Roadcheck 2002 shows safety and productivity improvement

| 6/21/2002

The 14th annual 72-hour Roadcheck-held June 4-6-resulted in 49,032 inspections performed by 8,190 personnel at 919 locations throughout Canada, Mexico and the United States, according to figures released by the Commercial Vehicle Safety Alliance. Inspectors found 25,204 vehicles free of critical safety defects, up 6.3 percent from last year (23,716).

For all inspections, 77.9 percent of the vehicles met safety standards for mechanical fitness, with 22.1 percent placed out of service because of various defects and violations.

Brake problems were the most frequent out-of-service violation, comprising 53.3 percent of total out-of-service violations, followed by lights (12.8 percent), tires and wheels (8.1 percent), load securement (6.8 percent) and suspension (5.0 percent).

For all inspections, 94.3 percent of drivers met safety fitness standards, with 5.7 percent placed out of service (equal to 2000 and 2001). A total of 58.1 percent of drivers were placed out of service for hours-of-service violations, with an added 8.4 percent for falsifying records of duty status.

A total of 394 drivers were found to have problems with their licensing privilege and were placed out of service, comprising 11.5 percent of the total drivers placed out of service. Of these 394, 118 had suspended licenses, 75 were under disqualification and 33 were in a withdrawal status. Thirty-four drivers (1.0 percent of the total driver out of service violations) were placed out of service due to drug/alcohol violations.

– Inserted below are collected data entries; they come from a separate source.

use argon2::{
    Argon2, PasswordHasher,
    password_hash::{SaltString, rand_core::OsRng},
};
use cartlink_api::{
    config::AppConfig,
    db::{create_pool, run_migrations},
};
use uuid::Uuid;

#[tokio::main]
async fn main() -> anyhow::Result<()> {
    dotenvy::dotenv().ok();
    let config = AppConfig::from_env()?;

    let pool = create_pool(&config.database_url).await?;
    run_migrations(&pool).await?;

    let owner_id = ensure_owner(&pool, "9000000001", "owner123").await?;
    let shop_id = ensure_shop(&pool, owner_id).await?;
    let customer_id = ensure_customer(&pool, "9000000002", "customer123").await?;
    seed_products(&pool, owner_id).await?;

    println!("Seed completed. Owner ID: {owner_id}, Shop ID: {shop_id}, Customer ID: {customer_id}");
    Ok(())
}

fn hash(password: &str) -> anyhow::Result<String> {
    let salt = SaltString::generate(&mut OsRng);
    Ok(Argon2::default()
        .hash_password(password.as_bytes(), &salt)
        .map_err(|e| anyhow::anyhow!(e.to_string()))?
        .to_string())
}

async fn ensure_owner(pool: &sqlx::PgPool, mobile: &str, password: &str) -> anyhow::Result<Uuid> {
    let (id,): (Uuid,) = sqlx::query_as(
        r#"
        INSERT INTO shop_owners (id, owner_name, shop_name, mobile, email, password_hash)
        VALUES ($1, 'Demo Owner', 'Corner Grocers', $2, 'owner@example.com', $3)
        ON CONFLICT (mobile) DO UPDATE SET password_hash = EXCLUDED.password_hash
        RETURNING id
        "#,
    )
    .bind(Uuid::new_v4())
    .bind(mobile)
    .bind(hash(password)?)
    .fetch_one(pool)
    .await?;

    println!("Ensured owner {mobile}");
    Ok(id)
}

async fn ensure_shop(pool: &sqlx::PgPool, owner_id: Uuid) -> anyhow::Result<Uuid> {
    let existing: Option<(Uuid,)> = sqlx::query_as("SELECT id FROM shops WHERE owner_id = $1")
        .bind(owner_id)
        .fetch_optional(pool)
        .await?;
    if let Some((id,)) = existing {
        return Ok(id);
    }

    let (id,): (Uuid,) = sqlx::query_as(
        r#"
        INSERT INTO shops (id, owner_id, shop_name, owner_name, location, contact, business_type)
        VALUES ($1, $2, 'Corner Grocers', 'Demo Owner', 'Market Road', '9000000001', 'grocery')
        RETURNING id
        "#,
    )
    .bind(Uuid::new_v4())
    .bind(owner_id)
    .fetch_one(pool)
    .await?;

    println!("Created shop {id}");
    Ok(id)
}

async fn ensure_customer(pool: &sqlx::PgPool, mobile: &str, password: &str) -> anyhow::Result<Uuid> {
    let (id,): (Uuid,) = sqlx::query_as(
        r#"
        INSERT INTO customers (id, customer_name, mobile, email, password_hash, address)
        VALUES ($1, 'Demo Customer', $2, 'customer@example.com', $3, 'Lake View')
        ON CONFLICT (mobile) DO UPDATE SET password_hash = EXCLUDED.password_hash
        RETURNING id
        "#,
    )
    .bind(Uuid::new_v4())
    .bind(mobile)
    .bind(hash(password)?)
    .fetch_one(pool)
    .await?;

    println!("Ensured customer {mobile}");
    Ok(id)
}

async fn seed_products(pool: &sqlx::PgPool, owner_id: Uuid) -> anyhow::Result<()> {
    let products = vec![
        ("Basmati Rice 5kg", "Long grain aged rice", 65000_i64, 72000_i64, 40),
        ("Sunflower Oil 1L", "Refined cooking oil", 18000, 19500, 120),
        ("Green Tea 100g", "Loose leaf green tea", 24000, 26000, 60),
        ("Whole Wheat Atta 10kg", "Stone ground flour", 52000, 55000, 35),
    ];

    for (name, desc, price, mrp, stock) in products {
        sqlx::query(
            r#"
            INSERT INTO products (id, owner_id, name, description, price, mrp, stock, is_active)
            SELECT $1, $2, $3, $4, $5, $6, $7, TRUE
            WHERE NOT EXISTS (SELECT 1 FROM products WHERE owner_id = $2 AND name = $3)
            "#,
        )
        .bind(Uuid::new_v4())
        .bind(owner_id)
        .bind(name)
        .bind(desc)
        .bind(price)
        .bind(mrp)
        .bind(stock)
        .execute(pool)
        .await?;
    }

    println!("Seeded products");
    Ok(())
}
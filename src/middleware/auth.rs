use axum::{extract::FromRequestParts, http::header};
use chrono::{Duration, Utc};
use jsonwebtoken::{DecodingKey, EncodingKey, Header, Validation, decode, encode};
use uuid::Uuid;

use crate::{
    config::AppConfig,
    dto::auth::Claims,
    error::{AppError, AppResult},
    state::AppState,
};

pub const ROLE_CUSTOMER: &str = "customer";
pub const ROLE_OWNER: &str = "owner";

/// Principal resolved from a bearer token. `subject_id` is a customer or shop owner id.
#[derive(Debug, Clone)]
pub struct AuthUser {
    pub subject_id: Uuid,
    pub role: String,
}

pub fn ensure_role(user: &AuthUser, role: &str) -> Result<(), AppError> {
    if user.role != role {
        return Err(AppError::Forbidden);
    }
    Ok(())
}

pub fn ensure_owner(user: &AuthUser) -> Result<(), AppError> {
    ensure_role(user, ROLE_OWNER)
}

pub fn sign_token(config: &AppConfig, subject_id: Uuid, role: &str) -> AppResult<String> {
    let expiration = Utc::now()
        .checked_add_signed(Duration::hours(config.token_ttl_hours))
        .ok_or_else(|| AppError::Internal(anyhow::anyhow!("Failed to set expiration")))?;

    let claims = Claims {
        sub: subject_id.to_string(),
        role: role.to_string(),
        exp: expiration.timestamp() as usize,
    };

    encode(
        &Header::default(),
        &claims,
        &EncodingKey::from_secret(config.jwt_secret.as_bytes()),
    )
    .map_err(|e| AppError::Internal(anyhow::anyhow!(e.to_string())))
}

pub fn verify_token(config: &AppConfig, token: &str) -> AppResult<AuthUser> {
    let decoded = decode::<Claims>(
        token,
        &DecodingKey::from_secret(config.jwt_secret.as_bytes()),
        &Validation::default(),
    )
    .map_err(|_| AppError::Unauthorized("Invalid or expired token".into()))?;

    let subject_id = Uuid::parse_str(&decoded.claims.sub)
        .map_err(|_| AppError::Unauthorized("Invalid subject in token".into()))?;

    Ok(AuthUser {
        subject_id,
        role: decoded.claims.role,
    })
}

impl FromRequestParts<AppState> for AuthUser {
    type Rejection = AppError;

    async fn from_request_parts(
        parts: &mut axum::http::request::Parts,
        state: &AppState,
    ) -> Result<Self, Self::Rejection> {
        let auth_header = parts
            .headers
            .get(header::AUTHORIZATION)
            .ok_or_else(|| AppError::Unauthorized("Missing Authorization header".into()))?;

        let auth_str = auth_header
            .to_str()
            .map_err(|_| AppError::Unauthorized("Invalid Authorization header".into()))?;

        let token = auth_str
            .strip_prefix("Bearer ")
            .ok_or_else(|| AppError::Unauthorized("Invalid Authorization scheme".into()))?
            .trim();

        verify_token(&state.config, token)
    }
}
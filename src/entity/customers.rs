use sea_orm::entity::prelude::*;

#[derive(Clone, Debug, PartialEq, DeriveEntityModel)]
#[sea_orm(table_name = "customers")]
pub struct Model {
    #[sea_orm(primary_key, auto_increment = false)]
    pub id: Uuid,
    pub customer_name: String,
    #[sea_orm(unique)]
    pub mobile: String,
    #[sea_orm(unique)]
    pub email: Option<String>,
    pub password_hash: String,
    pub address: String,
    pub created_at: DateTimeWithTimeZone,
}

#[derive(Copy, Clone, Debug, EnumIter, DeriveRelation)]
pub enum Relation {}

impl ActiveModelBehavior for ActiveModel {}
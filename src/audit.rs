use serde_json::Value;
use uuid::Uuid;

use crate::{db::DbPool, error::AppResult};

/// Domain events written to `audit_logs`.
#[derive(Debug, Clone, Copy, PartialEq, Eq)]
pub enum AuditAction {
    CustomerRegister,
    CustomerLogin,
    OwnerRegister,
    ProductCreate,
    ProductDelete,
    CartCreate,
    CartMerge,
    OrderCreate,
    OrderStatusUpdate,
    OrderDelivered,
    OrderCancelProduct,
}

impl AuditAction {
    pub fn as_str(self) -> &'static str {
        match self {
            AuditAction::CustomerRegister => "customer_register",
            AuditAction::CustomerLogin => "customer_login",
            AuditAction::OwnerRegister => "owner_register",
            AuditAction::ProductCreate => "product_create",
            AuditAction::ProductDelete => "product_delete",
            AuditAction::CartCreate => "cart_create",
            AuditAction::CartMerge => "cart_merge",
            AuditAction::OrderCreate => "order_create",
            AuditAction::OrderStatusUpdate => "order_status_update",
            AuditAction::OrderDelivered => "order_delivered",
            AuditAction::OrderCancelProduct => "order_cancel_product",
        }
    }

    /// Table the action touches.
    pub fn resource(self) -> &'static str {
        match self {
            AuditAction::CustomerRegister | AuditAction::CustomerLogin => "customers",
            AuditAction::OwnerRegister => "shop_owners",
            AuditAction::ProductCreate | AuditAction::ProductDelete => "products",
            AuditAction::CartCreate | AuditAction::CartMerge => "carts",
            AuditAction::OrderCreate
            | AuditAction::OrderStatusUpdate
            | AuditAction::OrderDelivered
            | AuditAction::OrderCancelProduct => "orders",
        }
    }
}

pub async fn log_audit(
    pool: &DbPool,
    actor_id: Option<Uuid>,
    action: AuditAction,
    metadata: Value,
) -> AppResult<()> {
    sqlx::query(
        r#"
        INSERT INTO audit_logs (id, actor_id, action, resource, metadata)
        VALUES ($1, $2, $3, $4, $5)
        "#,
    )
    .bind(Uuid::new_v4())
    .bind(actor_id)
    .bind(action.as_str())
    .bind(action.resource())
    .bind(metadata)
    .execute(pool)
    .await?;

    Ok(())
}

/// Audit writes never fail the request; a failure is only logged.
pub async fn record(pool: &DbPool, actor_id: Option<Uuid>, action: AuditAction, metadata: Value) {
    if let Err(err) = log_audit(pool, actor_id, action, metadata).await {
        tracing::warn!(error = %err, action = action.as_str(), "audit log failed");
    }
}
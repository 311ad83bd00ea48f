use axum::http::{HeaderName, Method, Request, Response, header};
use tower::limit::ConcurrencyLimitLayer;
use tower_http::cors::{Any, CorsLayer};
use tower_http::limit::RequestBodyLimitLayer;
use tower_http::request_id::{MakeRequestUuid, PropagateRequestIdLayer, SetRequestIdLayer};
use tower_http::trace::TraceLayer;
use tracing_subscriber::{layer::SubscriberExt, util::SubscriberInitExt};

use std::{net::SocketAddr, time::Duration};

use cartlink_api::{
    config::AppConfig,
    db::{create_pool, orm_from_pool, run_migrations},
    routes::create_app_router,
    services::cart_service::spawn_cart_sweeper,
    state::AppState,
};

#[tokio::main]
async fn main() -> anyhow::Result<()> {
    dotenvy::dotenv().ok();
    tracing_subscriber::registry()
        .with(
            tracing_subscriber::EnvFilter::try_from_default_env()
                .unwrap_or_else(|_| "info,cartlink_api=debug".into()),
        )
        .with(tracing_subscriber::fmt::layer())
        .init();

    let config = AppConfig::from_env()?;
    let pool = create_pool(&config.database_url).await?;
    run_migrations(&pool).await?;
    let orm = orm_from_pool(&pool);

    if config.cart_sweep_interval_secs > 0 {
        spawn_cart_sweeper(
            pool.clone(),
            Duration::from_secs(config.cart_sweep_interval_secs),
        );
    }

    let concurrency_limit_layer = ConcurrencyLimitLayer::new(config.concurrency_limit);
    let addr = SocketAddr::from((config.host.parse::<std::net::IpAddr>()?, config.port));
    let state = AppState::new(pool, orm, config);

    let cors = CorsLayer::new()
        .allow_origin(Any)
        .allow_methods([
            Method::GET,
            Method::POST,
            Method::PUT,
            Method::PATCH,
            Method::DELETE,
            Method::OPTIONS,
        ])
        .allow_headers([header::CONTENT_TYPE, header::AUTHORIZATION]);

    let request_id_header = HeaderName::from_static("x-request-id");
    let trace_layer = TraceLayer::new_for_http()
        .make_span_with(|request: &Request<_>| {
            let request_id = request
                .headers()
                .get("x-request-id")
                .and_then(|value| value.to_str().ok())
                .unwrap_or("-");
            tracing::info_span!(
                "http_request",
                method = %request.method(),
                uri = %request.uri(),
                request_id = %request_id
            )
        })
        .on_request(|request: &Request<_>, _span: &tracing::Span| {
            tracing::info!(
                method = %request.method(),
                uri = %request.uri(),
                "request started"
            );
        })
        .on_response(|response: &Response<_>, latency: Duration, _span: &tracing::Span| {
            tracing::info!(
                status = %response.status(),
                ms = %latency.as_millis(),
                "request finished"
            );
        });

    let app = create_app_router()
        .layer(trace_layer)
        .layer(PropagateRequestIdLayer::new(request_id_header.clone()))
        .layer(SetRequestIdLayer::new(request_id_header, MakeRequestUuid))
        .layer(cors)
        .layer(RequestBodyLimitLayer::new(1024 * 1024))
        .layer(concurrency_limit_layer)
        .with_state(state);

    tracing::info!("listening on {}", addr);
    axum::serve(tokio::net::TcpListener::bind(addr).await?, app).await?;

    Ok(())
}
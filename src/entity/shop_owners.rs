use sea_orm::entity::prelude::*;

#[derive(Clone, Debug, PartialEq, DeriveEntityModel)]
#[sea_orm(table_name = "shop_owners")]
pub struct Model {
    #[sea_orm(primary_key, auto_increment = false)]
    pub id: Uuid,
    pub owner_name: String,
    pub shop_name: String,
    #[sea_orm(unique)]
    pub mobile: String,
    pub email: Option<String>,
    pub password_hash: String,
    pub created_at: DateTimeWithTimeZone,
}

#[derive(Copy, Clone, Debug, EnumIter, DeriveRelation)]
pub enum Relation {
    #[sea_orm(has_many = "super::shops::Entity")]
    Shops,
    #[sea_orm(has_many = "super::products::Entity")]
    Products,
}

impl Related<super::shops::Entity> for Entity {
    fn to() -> RelationDef {
        Relation::Shops.def()
    }
}

impl Related<super::products::Entity> for Entity {
    fn to() -> RelationDef {
        Relation::Products.def()
    }
}

impl ActiveModelBehavior for ActiveModel {}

As in 2001, the Level III Inspections (driver only) resulted in a higher out-of-service rate, coming in at 10.6 percent. However, this figure is down from 2001, when 11.9 percent of drivers were placed out of service during Level III inspections.

Of the 6,091 inspections of hazardous materials vehicles, 5,047 (82.9 percent) were found mechanically fit, while 1,044 vehicles (17.1 percent) and 158 drivers (2.6 percent) were placed out of service.

The 2002 number of hazardous materials inspections represents a 57.8 percent increase over what was done in 2001 (3,861). The increased emphasis on hazmat loads and drivers was due in large part to security concerns in the truck and bus industry.